Our model of case management at the time was one I don’t currently promote because it included case managers taking on additional and necessary work primarily because “they were already in the chart.” This work included continuous documentation improvement and quality chart audits, which included audits of physicians’ penmanship (really). Our PA supported our work and, as we learned new skills, he also learned and continuously provided the backup we needed to be effective. Our outcome measures, at the time, were minimal but consistent with today’s throughput benchmark, in that length of stay was a benchmark that needed to be met. 

The PAs I have worked with recently are certainly more technologically savvy and can and do avail themselves of the many educational programs available to them to advance their knowledge. However, in my view the key elements of a successful physician advisor have not changed.

PAs are agents for change. While performing a myriad of duties for the hospital, PAs are out in front leading the hospital through the ever-present transformation of health care. This requires diplomacy, as well as tact. The PA may run interdisciplinary rounds, act as the representative for the case managers at the executive level, run the Utilization Management Meetings, and act as a liaison between the hospital president, chief medical officer, and the chief financial officer (CMM, 2016).

PAs have a broad clinical knowledge base. Hospitalists and pulmonary/critical care physicians are ideal candidates for the role because they are knowledgeable about many different disease states and they are comfortable discussing these conditions with other physicians (Huff, Fee, Clesi, et al, 2014). Clinical conditions that can safely be treated at a lower level of care continue to increase and the physician advisor can inform her colleagues of the detailed plan for care coordination developed by the case manager and the interdisciplinary team. Conversely, if there is a subtle change in the clinical picture such as a drop in HCO3 or a change in vitals that the case manager did not detect, the PA can advocate for additional hospital time for the patient and teach the case manager and other team members why this is necessary. 

PAs are excellent communicators. The ability to interact with all members of the health care team, sometimes even the patient, is essential. The rationale for decisions must be explained succinctly and accurately. The ability to persuade an insurance company to provide a needed benefit for a patient can impact the course of that patient’s recovery. The conversation with an attending physician as to why it is not acceptable to keep the patient longer in the acute care setting, is equally important as the conversation with the insurance PA as to why another patient needs to stay longer in the acute care hospital. 
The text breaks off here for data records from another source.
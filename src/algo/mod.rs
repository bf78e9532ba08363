//! Graph algorithms module
//!
//! Algorithms are implemented in the `wgraph-algorithms` crate against the
//! read-only [`GraphView`] trait. This module provides the integration layer:
//! it exposes [`Graph`] as a `GraphView` and re-exports the algorithms.

use crate::graph::{Graph, NodeId, Weight};
use wgraph_algorithms::GraphView;

// Re-export algorithms
pub use wgraph_algorithms::{
    depth_first_search, depth_first_search_with,
    topological_sort, topological_sort_with, TraversalConfig,
    dijkstra, dijkstra_filtered, Endpoint, PathError, PathResult,
};

impl<N: NodeId> GraphView for Graph<N> {
    type Node = N;

    fn nodes(&self) -> Vec<N> {
        self.all_nodes()
    }

    fn successors(&self, node: &N) -> &[N] {
        self.adjacent_to(node)
    }

    fn weight(&self, source: &N, target: &N) -> Weight {
        self.edge_weight(source, target)
    }
}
PAs are collaborators. They quickly learn the team dynamics and the strengths of the case managers. Inherent in the collaborative work between the PA and the case managers is a bond of trust. This is essential to achieve the environment of continuous improvement that the PA fosters.

PAs are available. Allowing for a full and effective coverage of the PA is often missed when hospitals plan and budget for one or a team of PAs. In addition to providing back up when he or she is out, the PA must be available to answer questions about compliance concerns, such as Condition Code 44 or addressing issues of patients’ status. The PA needs to be available to ensure discharges, when appropriate, actually occur. And available to discuss a case with an attending physician, or an insurance physician, and to maintain continuous process improvement for care coordination managed through case management.

It has been my privilege to work with dedicated, committed, and innovative PAs over the past 23 years. Their focus is not exclusively compliance, documentation, utilization management, and revenue cycle; On the forefront of their practice are patients and how to better serve them in the right place, with the right care, and at the right time.